Da Sidney a Milano, da Tel Aviv a Toronto, da Cape Town a Rio De Janeiro passando per Tokyo, Parigi e Londra, quell’11 Settembre tutto il mondo si sentì sotto attacco, esposto, protagonista involontario e impotente di un evento claustrofobico
. Furono momenti di totale smarrimento, non a caso ognuno di noi esattamente dov’era e cosa stava facendo quel giorno, incollato davanti alla tv, con gli occhi sbarrati e l’incredulità di assistere davvero a ciò che si stava compiendo.
Da allora sono passati vent’anni e poco è cambiato, in realtà: a Ground Zero, dove prima c’erano le Torri Gemelle, ora svetta la Freedom Tower e la vita è tornata a scorrere frenetica fra Central Park e Staten Island, ma la minaccia terroristica è tutt’altro che cessata.

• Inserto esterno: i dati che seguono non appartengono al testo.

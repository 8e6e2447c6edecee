#![allow(dead_code)]

use std::net::SocketAddr;
use std::str::FromStr;
use std::sync::Arc;

use once_cell::sync::Lazy;
use reqwest::header::CONTENT_TYPE;
use serde_json::{json, Value};
use tokio::net::TcpListener;
use tokio::sync::Notify;
use tracing::Level;

use type_api::api::JSONAPI_MEDIA_TYPE;
use type_api::config::Config;
use type_api::server::serve;

pub static DEFAULT_CONFIG: Lazy<Config> = Lazy::new(|| Config {
    address: SocketAddr::from_str("127.0.0.1:0").unwrap(),
    export_prometheus: false,
    max_body_size: 1_000_000,
    log_level: Level::INFO,
});

pub struct ServerHandle {
    pub addr: SocketAddr,
    shutdown: Arc<Notify>,
}

impl ServerHandle {
    pub async fn for_config(config: Config) -> ServerHandle {
        let listener = TcpListener::bind("127.0.0.1:0").await.unwrap();
        let addr = listener.local_addr().unwrap();
        let notify = Arc::new(Notify::new());
        let shutdown = notify.clone();

        tokio::spawn(async move {
            serve(config, listener, async move { notify.notified().await }).await
        });
        ServerHandle { addr, shutdown }
    }

    pub async fn send_request<T: Into<reqwest::Body>>(&self, body: T) -> reqwest::Response {
        self.send_request_with_method(reqwest::Method::POST, body)
            .await
    }

    pub async fn send_request_with_method<T: Into<reqwest::Body>>(
        &self,
        method: reqwest::Method,
        body: T,
    ) -> reqwest::Response {
        let client = reqwest::Client::new();
        client
            .request(method, format!("http://{:?}/", self.addr))
            .body(body)
            .header(CONTENT_TYPE, JSONAPI_MEDIA_TYPE)
            .send()
            .await
            .expect("failed to send request")
    }
}

impl Drop for ServerHandle {
    fn drop(&mut self) {
        self.shutdown.notify_one()
    }
}

pub fn event_payload(event: &str, data: Value) -> String {
    json!({
        "data": {
            "type": "event",
            "id": event,
            "attributes": { "data": data }
        }
    })
    .to_string()
}
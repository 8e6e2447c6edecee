use std::future::Future;

use tokio::net::TcpListener;

use crate::config::Config;
use crate::router;

pub async fn serve<F>(config: Config, listener: TcpListener, shutdown: F)
where
    F: Future<Output = ()> + Send + 'static,
{
    let app = router::router(config.export_prometheus, config.max_body_size);

    match listener.local_addr() {
        Ok(addr) => tracing::info!("listening on {}", addr),
        Err(e) => tracing::warn!("listening on unknown address: {}", e),
    }

    if let Err(e) = axum::serve(listener, app)
        .with_graceful_shutdown(shutdown)
        .await
    {
        tracing::error!("failed to serve type-api http server, {}", e);
    }
}
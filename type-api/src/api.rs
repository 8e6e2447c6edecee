use axum::extract::rejection::BytesRejection;
use axum::http::{header, StatusCode};
use axum::response::{IntoResponse, Response};
use serde::{Deserialize, Serialize};
use serde_json::{Map, Value};
use thiserror::Error;

pub const JSONAPI_MEDIA_TYPE: &str = "application/vnd.api+json";

pub const EVENT_RESOURCE_TYPE: &str = "event";
pub const CLASSIFICATION_RESOURCE_TYPE: &str = "classification";

/// Entry of the event payload that gets classified.
pub const CLASSIFIED_KEY: &str = "key";

const VALIDATION_ERROR_TITLE: &str = "Validation Error";
const INTERNAL_ERROR_TITLE: &str = "Internal Error";

/// Top-level JSON:API document holding a single primary resource.
#[derive(Debug, Deserialize, Serialize)]
#[serde(bound(deserialize = "A: Deserialize<'de> + Default"))]
pub struct Document<A> {
    pub data: Resource<A>,
}

#[derive(Debug, Deserialize, Serialize)]
pub struct Resource<A> {
    #[serde(rename = "type")]
    pub kind: String,
    #[serde(default, skip_serializing_if = "Option::is_none")]
    pub id: Option<String>,
    #[serde(default)]
    pub attributes: A,
}

#[derive(Debug, Default, Deserialize, Serialize)]
pub struct EventAttributes {
    #[serde(default)]
    pub data: Map<String, Value>,
}

#[derive(Debug, Default, Deserialize, Serialize)]
pub struct ClassificationAttributes {
    pub data_type: String,
}

#[derive(Debug, Deserialize, Serialize, PartialEq, Eq)]
pub struct ErrorObject {
    pub title: String,
    pub detail: String,
    pub status: String,
}

#[derive(Debug, Deserialize, Serialize, PartialEq, Eq)]
pub struct ErrorDocument {
    pub errors: Vec<ErrorObject>,
}

impl ErrorDocument {
    pub fn single(title: &str, detail: String, status: StatusCode) -> Self {
        Self {
            errors: vec![ErrorObject {
                title: title.to_owned(),
                detail,
                status: status.as_u16().to_string(),
            }],
        }
    }
}

/// A decoded classification request.
#[derive(Debug, Clone, PartialEq)]
pub struct TypeRequest {
    pub event: String,
    pub data: Map<String, Value>,
}

impl TypeRequest {
    pub fn from_bytes(body: &[u8]) -> Result<Self, ApiError> {
        let document: Document<EventAttributes> = serde_json::from_slice(body)?;
        let resource = document.data;

        if resource.kind != EVENT_RESOURCE_TYPE {
            return Err(ApiError::InvalidResourceType(resource.kind));
        }

        let event = resource
            .id
            .filter(|id| !id.is_empty())
            .ok_or(ApiError::MissingEventName)?;

        Ok(TypeRequest {
            event,
            data: resource.attributes.data,
        })
    }

    pub fn key(&self) -> Result<&Value, ApiError> {
        self.data.get(CLASSIFIED_KEY).ok_or(ApiError::MissingKey)
    }
}

pub type TypeResponse = Document<ClassificationAttributes>;

impl TypeResponse {
    pub fn new(event: String, data_type: &str) -> Self {
        Document {
            data: Resource {
                kind: CLASSIFICATION_RESOURCE_TYPE.to_owned(),
                id: Some(event),
                attributes: ClassificationAttributes {
                    data_type: data_type.to_owned(),
                },
            },
        }
    }
}

#[derive(Error, Debug)]
pub enum ApiError {
    #[error("failed to parse request: {0}")]
    RequestParsingError(#[from] serde_json::Error),
    #[error("expected a resource of type \"event\", got {0:?}")]
    InvalidResourceType(String),
    #[error("event submitted without an id")]
    MissingEventName,
    #[error("Given request body was invalid.")]
    MissingKey,
    #[error("{detail}")]
    RequestBodyError { status: StatusCode, detail: String },

    #[error("{0}")]
    ResponseEncodingError(serde_json::Error),
}

impl ApiError {
    /// Label used when counting rejected requests.
    pub fn cause(&self) -> &'static str {
        match self {
            ApiError::RequestParsingError(_) => "malformed_body",
            ApiError::InvalidResourceType(_) => "invalid_resource_type",
            ApiError::MissingEventName => "missing_event",
            ApiError::MissingKey => "missing_key",
            ApiError::RequestBodyError { .. } => "unreadable_body",
            ApiError::ResponseEncodingError(_) => "response_encoding",
        }
    }

    pub fn status(&self) -> StatusCode {
        match self {
            ApiError::RequestParsingError(_)
            | ApiError::InvalidResourceType(_)
            | ApiError::MissingEventName
            | ApiError::MissingKey => StatusCode::BAD_REQUEST,

            ApiError::RequestBodyError { status, .. } => *status,

            ApiError::ResponseEncodingError(_) => StatusCode::INTERNAL_SERVER_ERROR,
        }
    }
}

impl From<BytesRejection> for ApiError {
    fn from(rejection: BytesRejection) -> Self {
        ApiError::RequestBodyError {
            status: rejection.status(),
            detail: rejection.body_text(),
        }
    }
}

impl IntoResponse for ApiError {
    fn into_response(self) -> Response {
        let status = self.status();
        let title = if status.is_server_error() {
            INTERNAL_ERROR_TITLE
        } else {
            VALIDATION_ERROR_TITLE
        };

        let document = ErrorDocument::single(title, self.to_string(), status);
        match serde_json::to_vec(&document) {
            Ok(body) => jsonapi_response(status, body),
            Err(e) => {
                tracing::error!("failed to encode error document: {}", e);
                status.into_response()
            }
        }
    }
}

pub fn jsonapi_response(status: StatusCode, body: Vec<u8>) -> Response {
    (status, [(header::CONTENT_TYPE, JSONAPI_MEDIA_TYPE)], body).into_response()
}
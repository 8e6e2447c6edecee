use axum::extract::rejection::BytesRejection;
use axum::http::StatusCode;
use axum::response::Response;
use bytes::Bytes;
use tracing::{debug, error, instrument, warn};

use crate::api::{jsonapi_response, ApiError, TypeRequest, TypeResponse};
use crate::classify::classify;
use crate::prometheus::{report_classification, report_validation_error};

/// Classify `data.key` of a JSON:API event document.
///
/// The body is read as raw bytes so that clients omitting the JSON:API
/// content type are still served. Body rejections (such as the size limit)
/// are rendered as JSON:API errors too.
#[instrument(skip_all, fields(event))]
pub async fn event(body: Result<Bytes, BytesRejection>) -> Result<Response, ApiError> {
    let result = body
        .map_err(ApiError::from)
        .and_then(|body| handle_event(&body));

    match result {
        Ok(response) => Ok(response),
        Err(err) if err.status().is_server_error() => {
            error!("failed to handle request: {}", err);
            Err(err)
        }
        Err(err) => {
            report_validation_error(err.cause());
            warn!(cause = err.cause(), "rejected request: {}", err);
            Err(err)
        }
    }
}

fn handle_event(body: &[u8]) -> Result<Response, ApiError> {
    let request = TypeRequest::from_bytes(body)?;
    tracing::Span::current().record("event", request.event.as_str());

    let data_type = classify(request.key()?);
    report_classification(data_type);
    debug!(data_type = data_type.as_str(), "classified value");

    let document = TypeResponse::new(request.event, data_type.as_str());
    let encoded = serde_json::to_vec(&document).map_err(ApiError::ResponseEncodingError)?;

    Ok(jsonapi_response(StatusCode::OK, encoded))
}
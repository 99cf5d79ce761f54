//! Savings requirements that gate a loan disbursement.

use rust_decimal::Decimal;
use rust_decimal_macros::dec;

/// Smallest savings deposit accepted for a push payment, in KES.
pub const MIN_DEPOSIT_AMOUNT: u64 = 100;

const MIN_LOAN: Decimal = dec!(2000);
const MAX_LOAN: Decimal = dec!(30000);
const MIN_SAVINGS: Decimal = dec!(100);
const MAX_SAVINGS: Decimal = dec!(1500);

/// Savings balance a borrower must hold before a loan of `loan_amount` is
/// disbursed. Scales linearly from 100 at KES 2,000 to 1,500 at KES 30,000,
/// rounded up to the next whole shilling.
pub fn required_savings(loan_amount: u64) -> u64 {
    let loan = Decimal::from(loan_amount);
    if loan <= MIN_LOAN {
        return MIN_DEPOSIT_AMOUNT;
    }
    if loan >= MAX_LOAN {
        return 1500;
    }

    // Multiply first: the product is exact, so only a true remainder rounds up.
    let scaled =
        MIN_SAVINGS + (loan - MIN_LOAN) * (MAX_SAVINGS - MIN_SAVINGS) / (MAX_LOAN - MIN_LOAN);
    // Bounded by MAX_SAVINGS, so the conversion cannot fail.
    u64::try_from(scaled.ceil()).unwrap_or(1500)
}
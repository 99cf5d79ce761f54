//! Outer surfaces: the HTTP service and CSV output.

pub mod csv;
pub mod http;
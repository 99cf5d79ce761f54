use thiserror::Error;

pub type Result<T> = std::result::Result<T, PaymentError>;

#[derive(Error, Debug)]
pub enum PaymentError {
    #[error("Validation error: {0}")]
    ValidationError(String),
    #[error("Invalid reference: {0}")]
    InvalidReference(String),
    #[error("Gateway error: {0}")]
    GatewayError(String),
    #[error("Gateway unavailable: {0}")]
    GatewayUnavailable(String),
    #[error("Reference {0} already exists")]
    DuplicateReference(String),
    #[error("{0} not found")]
    NotFound(String),
    #[error("Insufficient funds for {owner}: balance {balance}, requested {requested}")]
    InsufficientFunds {
        owner: String,
        balance: i64,
        requested: u64,
    },
    #[error("Configuration error: {0}")]
    ConfigError(String),
    #[error("CSV error: {0}")]
    CsvError(#[from] csv::Error),
    #[error("IO error: {0}")]
    IoError(#[from] std::io::Error),
    #[error("JSON error: {0}")]
    JsonError(#[from] serde_json::Error),
    #[error("Internal error: {0}")]
    InternalError(Box<dyn std::error::Error + Send + Sync>),
}

impl PaymentError {
    /// Errors after which the caller may retry with a freshly generated reference.
    pub fn is_retryable(&self) -> bool {
        matches!(self, PaymentError::DuplicateReference(_))
    }
}

impl From<reqwest::Error> for PaymentError {
    fn from(e: reqwest::Error) -> Self {
        PaymentError::GatewayUnavailable(e.to_string())
    }
}

#[cfg(feature = "storage-rocksdb")]
impl From<rocksdb::Error> for PaymentError {
    fn from(e: rocksdb::Error) -> Self {
        PaymentError::InternalError(Box::new(e))
    }
}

Anzi, dopo aver compiuto altre stragi in Europa e nel mondo (a Parigi, a Londra, a Sousse, al Cairo, a Berlino…) il terrorismo dei fondamentalisti islamici continua a essere un problema, un fuoco che cova sotto la cenere – parzialmente soffocato dalla pandemia, ma mai definitivamente spento – che potrebbe riprendere vigore e divampare in ogni dove e in ogni momento: lo dimostrano i recentissimi fatti dell’Afghanistan e lo confermano anche qui, nelle nostre città, i blocchi di cemento tutt’ora parcheggiati (non dimenticati) nelle aree destinate a ospitare gli eventi più affollati, Covid permettendo
Da quell’11 Settembre 2001 sappiamo che nessuno è al sicuro e che il pericolo può arrivare quando meno ce lo aspettiamo (a un concerto, in uno stadio, mentre facciano la spesa al supermercato) e da qualsiasi parte (dal cielo, dal mare, da terra). La prossima volta l’arma letale usata dai terroristi potrebbe essere un virus, con o senza corona. Oppure un malware, un programmino informatico in grado di infettare e rendere inutilizzabili i nostri computer, i nostri telefonini, tutta la tecnologia cui abbiamo affidato la gestione delle nostre case, dei nostri soldi, del nostro lavoro. Fantascienza? No, possibilità concreta. Per questo dobbiamo stare in allerta, con gli occhi aperti e le antenne dritte, forse addirittura in posizione d’urto. E affidarci agli unici supereroi che possono difenderci davvero: gli esperti, i servizi di intelligence, le forze armate, le istituzioni. In una sola parola: lo Stato, il nostro bistrattato, antico, criticatissimo e a volte criticabile Stato. In realtà, la nostra unica arma di difesa, il nostro unico scudo contro i nemici della sicurezza, della convivenza civile e della libertà.